[Saved data entries]
======

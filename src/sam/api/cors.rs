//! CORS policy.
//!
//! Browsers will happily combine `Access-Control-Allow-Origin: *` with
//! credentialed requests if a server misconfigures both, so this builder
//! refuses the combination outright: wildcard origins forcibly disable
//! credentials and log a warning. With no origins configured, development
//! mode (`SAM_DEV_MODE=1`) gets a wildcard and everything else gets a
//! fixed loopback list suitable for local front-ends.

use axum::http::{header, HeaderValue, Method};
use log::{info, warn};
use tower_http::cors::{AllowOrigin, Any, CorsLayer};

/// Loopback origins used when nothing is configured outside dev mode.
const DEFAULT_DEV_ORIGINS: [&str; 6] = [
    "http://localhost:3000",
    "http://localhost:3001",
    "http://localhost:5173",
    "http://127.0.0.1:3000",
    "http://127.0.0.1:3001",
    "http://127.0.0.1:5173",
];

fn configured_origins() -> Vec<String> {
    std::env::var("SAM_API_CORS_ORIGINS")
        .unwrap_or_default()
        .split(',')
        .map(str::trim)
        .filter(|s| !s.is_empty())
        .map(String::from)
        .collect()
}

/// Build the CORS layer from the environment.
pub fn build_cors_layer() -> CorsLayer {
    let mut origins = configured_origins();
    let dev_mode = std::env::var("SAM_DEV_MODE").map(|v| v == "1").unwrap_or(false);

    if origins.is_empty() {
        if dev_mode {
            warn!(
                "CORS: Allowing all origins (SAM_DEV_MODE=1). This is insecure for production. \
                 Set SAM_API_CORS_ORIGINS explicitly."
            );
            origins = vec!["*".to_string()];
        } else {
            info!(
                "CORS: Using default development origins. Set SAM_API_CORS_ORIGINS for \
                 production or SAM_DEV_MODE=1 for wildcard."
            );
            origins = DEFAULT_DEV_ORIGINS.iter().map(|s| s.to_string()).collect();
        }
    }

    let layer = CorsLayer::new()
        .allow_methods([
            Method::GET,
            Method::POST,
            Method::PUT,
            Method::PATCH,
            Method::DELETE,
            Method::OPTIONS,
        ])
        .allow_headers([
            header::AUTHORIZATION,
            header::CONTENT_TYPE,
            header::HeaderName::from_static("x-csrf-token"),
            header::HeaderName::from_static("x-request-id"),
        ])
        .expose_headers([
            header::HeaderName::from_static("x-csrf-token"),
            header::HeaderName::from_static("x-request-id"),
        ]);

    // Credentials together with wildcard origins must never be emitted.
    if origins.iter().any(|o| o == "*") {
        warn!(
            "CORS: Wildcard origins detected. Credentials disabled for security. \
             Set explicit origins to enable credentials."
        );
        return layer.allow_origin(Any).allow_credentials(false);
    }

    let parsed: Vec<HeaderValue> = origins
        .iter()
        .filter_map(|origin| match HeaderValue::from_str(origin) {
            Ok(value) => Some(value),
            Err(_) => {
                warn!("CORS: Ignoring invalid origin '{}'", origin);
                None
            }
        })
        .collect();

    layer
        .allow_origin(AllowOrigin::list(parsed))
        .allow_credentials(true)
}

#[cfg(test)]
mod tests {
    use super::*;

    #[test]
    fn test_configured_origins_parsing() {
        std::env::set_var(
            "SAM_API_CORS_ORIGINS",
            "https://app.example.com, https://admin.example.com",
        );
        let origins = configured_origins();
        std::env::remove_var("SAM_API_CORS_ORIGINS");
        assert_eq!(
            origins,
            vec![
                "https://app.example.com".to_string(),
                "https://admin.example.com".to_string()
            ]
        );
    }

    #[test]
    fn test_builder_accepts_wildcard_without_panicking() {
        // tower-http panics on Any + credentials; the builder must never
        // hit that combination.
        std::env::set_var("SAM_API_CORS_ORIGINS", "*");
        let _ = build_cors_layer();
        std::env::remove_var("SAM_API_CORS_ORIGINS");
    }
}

======

• [Exercise]
Check each line of the records above for the string "CorsLayer", and report every line that has it.

• [Answer to this exercise]
use tower_http::cors::{AllowOrigin, Any, CorsLayer};
pub fn build_cors_layer() -> CorsLayer {
    let layer = CorsLayer::new()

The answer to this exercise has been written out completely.